With respect to comparing God to an apple, I'd take a Kantian line. One refers to belief, the other to knowledge. Got to make space for one in order to have room for the other ;)
Absolutely :) Very convincing, but as per your user-info (should have read that before trying to be smart), I should not expect less of someone with a proper philosophical education and the (as I suppose) accompanying repository of philosophical knowledge ;) The subject of your thesis seems pretty interesting,... ah, I'm digressing ;)
Now, regarding Gods and apples: Because that's how I setup the Gedankenexperiment (and assuming I belong to the majority of people, who are neither blind nor suffering from severe neurological problems), if there was some matter in form of an apple on my desk, I should perceive it. IIRC Kant would say that I have a-priory knowledge of the absence of an apple from my desk.
(I'm afraid I can't argue against that, so let me rephrase the first paragraph until I come up with something useful on how to convince you that comparing religion to an non-existent apple is perfectly fine reasoning.)
[... some minutes passed ...]
No, I think you're right. The problem is that, as you say, an 'apple' is an inherently physical object. Hence there either is one sitting on my desk and I can see it, or I can see that there is none.
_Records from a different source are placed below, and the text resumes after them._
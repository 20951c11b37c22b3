//! I/O utilities for diagnostic output.
//!
//! This module provides:
//! - **Profile sinks**: receivers for velocity profiles produced by
//!   [`settling_vel`](crate::settling_vel) when plotting is requested
//! - **Profile tables**: plain text `height velocity` tables in cm and cm/d
//!
//! # Example
//!
//! ```no_run
//! use snow_settling::io::{ProfileSink, ProfileWriter};
//!
//! let mut writer = ProfileWriter::new("v(z).dat");
//! writer.record(&[0.0, 0.5, 1.0], &[0.0, -1e-6, -2e-6]).unwrap();
//! ```

mod profile;

pub use profile::{
    DEFAULT_PROFILE_FILE, ProfileFileError, ProfileRecorder, ProfileSink, ProfileTable,
    ProfileWriter, read_velocity_profile, read_velocity_profile_file, write_velocity_profile,
};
I can not just bend the definition of an apple at will, so I think I'm stuck here; accordingly, when I say "I believe in the apple on my desk", I am basing my proclaimed belief on a verifieable-false proposition; and much as with false assumptions, from that I can obviously derive anything.
Religion (or other constructs of the mind) don't exist as physical objects (there is no religion-shaped matter), yet they influence and shape (ha!) our world, often even beyond what's possible for a physical object [1].
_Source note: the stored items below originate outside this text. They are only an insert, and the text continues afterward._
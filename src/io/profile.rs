//! Diagnostic output of settling velocity profiles.
//!
//! Profiles are written as plain text tables in display units, one node per
//! line from the base upward:
//!
//! ```text
//! # Settling velocity v(z)
//! # nodes: 3
//! # columns: height(cm) velocity(cm/d)
//! 0.000000e0 0.000000e0
//! 5.000000e-3 -3.240000e-2
//! 1.000000e-2 -6.480000e-2
//! ```
//!
//! Units follow the convention of the snowpack model output: height is
//! `z / 100` and velocity is `v · 86400 / 100`.

use std::fs::File;
use std::io::{BufRead, BufReader, BufWriter, Write};
use std::path::{Path, PathBuf};

use thiserror::Error;

use crate::error::{Result, SettlingError};

/// Default file name for profile output.
pub const DEFAULT_PROFILE_FILE: &str = "v(z).dat";

const SECONDS_PER_DAY: f64 = 3600.0 * 24.0;

/// Receiver for velocity profiles produced during a settling computation.
pub trait ProfileSink {
    /// Accept one velocity profile at the given node heights.
    fn record(&mut self, coord: &[f64], v: &[f64]) -> Result<()>;
}

/// Writes each recorded profile to a text file, replacing the previous one.
#[derive(Clone, Debug)]
pub struct ProfileWriter {
    path: PathBuf,
}

impl Default for ProfileWriter {
    fn default() -> Self {
        Self::new(DEFAULT_PROFILE_FILE)
    }
}

impl ProfileWriter {
    /// Create a writer targeting `path`.
    pub fn new(path: impl AsRef<Path>) -> Self {
        Self {
            path: path.as_ref().to_path_buf(),
        }
    }

    /// Output file path.
    pub fn path(&self) -> &Path {
        &self.path
    }
}

impl ProfileSink for ProfileWriter {
    fn record(&mut self, coord: &[f64], v: &[f64]) -> Result<()> {
        let file = File::create(&self.path)?;
        write_velocity_profile(file, coord, v)?;
        tracing::debug!(path = %self.path.display(), nodes = v.len(), "wrote velocity profile");
        Ok(())
    }
}

/// Keeps every recorded profile in memory, in SI units.
#[derive(Clone, Debug, Default)]
pub struct ProfileRecorder {
    /// Recorded (coord, v) pairs in call order
    pub profiles: Vec<(Vec<f64>, Vec<f64>)>,
}

impl ProfileRecorder {
    /// Create an empty recorder.
    pub fn new() -> Self {
        Self::default()
    }

    /// Most recent profile, if any.
    pub fn last(&self) -> Option<&(Vec<f64>, Vec<f64>)> {
        self.profiles.last()
    }
}

impl ProfileSink for ProfileRecorder {
    fn record(&mut self, coord: &[f64], v: &[f64]) -> Result<()> {
        self.profiles.push((coord.to_vec(), v.to_vec()));
        Ok(())
    }
}

/// Write a velocity profile table in display units.
///
/// # Errors
/// - `DimensionMismatch` if `coord` and `v` differ in length
/// - `Io` on write failure
pub fn write_velocity_profile<W: Write>(writer: W, coord: &[f64], v: &[f64]) -> Result<()> {
    if v.len() != coord.len() {
        return Err(SettlingError::dimension_mismatch("v", coord.len(), v.len()));
    }

    let mut writer = BufWriter::new(writer);
    writeln!(writer, "# Settling velocity v(z)")?;
    writeln!(writer, "# nodes: {}", coord.len())?;
    writeln!(writer, "# columns: height(cm) velocity(cm/d)")?;
    for (&z, &vel) in coord.iter().zip(v) {
        writeln!(writer, "{:.6e} {:.6e}", z / 100.0, vel * SECONDS_PER_DAY / 100.0)?;
    }
    writer.flush()?;
    Ok(())
}

/// Error type for reading profile files.
#[derive(Debug, Error)]
pub enum ProfileFileError {
    /// File I/O error
    #[error("I/O error: {0}")]
    IoError(#[from] std::io::Error),

    /// Parse error with line number
    #[error("Parse error at line {line}: {message}")]
    ParseError { line: usize, message: String },

    /// Declared node count does not match the data rows
    #[error("Profile declares {declared} nodes but contains {found}")]
    NodeCount { declared: usize, found: usize },
}

/// Profile read back from a text table, in display units.
#[derive(Clone, Debug, Default, PartialEq)]
pub struct ProfileTable {
    /// Height column
    pub height: Vec<f64>,
    /// Velocity column
    pub velocity: Vec<f64>,
}

/// Read a profile table written by [`write_velocity_profile`].
pub fn read_velocity_profile<R: BufRead>(reader: R) -> std::result::Result<ProfileTable, ProfileFileError> {
    let mut table = ProfileTable::default();
    let mut declared = None;

    for (idx, line) in reader.lines().enumerate() {
        let line = line?;
        let line_num = idx + 1;
        let trimmed = line.trim();

        if trimmed.is_empty() {
            continue;
        }
        if let Some(comment) = trimmed.strip_prefix('#') {
            if let Some(n) = comment.trim().strip_prefix("nodes:") {
                let n = n.trim().parse::<usize>().map_err(|e| ProfileFileError::ParseError {
                    line: line_num,
                    message: format!("invalid node count: {}", e),
                })?;
                declared = Some(n);
            }
            continue;
        }

        let mut parts = trimmed.split_whitespace();
        let (Some(h), Some(v), None) = (parts.next(), parts.next(), parts.next()) else {
            return Err(ProfileFileError::ParseError {
                line: line_num,
                message: "expected 2 columns".to_string(),
            });
        };
        let parse = |s: &str| {
            s.parse::<f64>().map_err(|e| ProfileFileError::ParseError {
                line: line_num,
                message: format!("invalid number '{}': {}", s, e),
            })
        };
        table.height.push(parse(h)?);
        table.velocity.push(parse(v)?);
    }

    if let Some(declared) = declared {
        if declared != table.height.len() {
            return Err(ProfileFileError::NodeCount {
                declared,
                found: table.height.len(),
            });
        }
    }

    Ok(table)
}

/// Read a profile table from a file path.
pub fn read_velocity_profile_file(path: &Path) -> std::result::Result<ProfileTable, ProfileFileError> {
    let file = File::open(path)?;
    read_velocity_profile(BufReader::new(file))
}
edit So when I say that I still believe in the apple on the desk even if there is proof of the contrary, I am just acting like an idiot - and that's what's actually influencing/shaping my social relationships ;) end edit
But, one ray of light :) Comparing religion to an apple might not be possible, but I think it's undecidable if comparing God to an apple is: What constitutes God is a matter of belief and hence there is no coherent definition. E.g. some might say there is no physical God, or maybe there is one but not "on our realm of existence" (whatever that means). OTOH, some religious people might even go as far to say that there is a physical heaven and a physical hell, even when presented physical proof of the contrary. So, maybe, there is an apple after all? ;)
[1] I can't resist but to note that, if we were on Pratchett's Discworld, this would be much easier. In that case "the Gods" would probably come knocking on my door for implying that they might not exist.
Ah, so virtually every idea known to humankind is able to be critiqued, yet religion—a fundamentally unproven, dogmatic discipline that sows conflict into the world by its very nature—is immune from such criticism.
I don’t think so. There is nothing wrong with criticizing a belief system—it is distinct from more innate characteristics such as race or sexual orientation.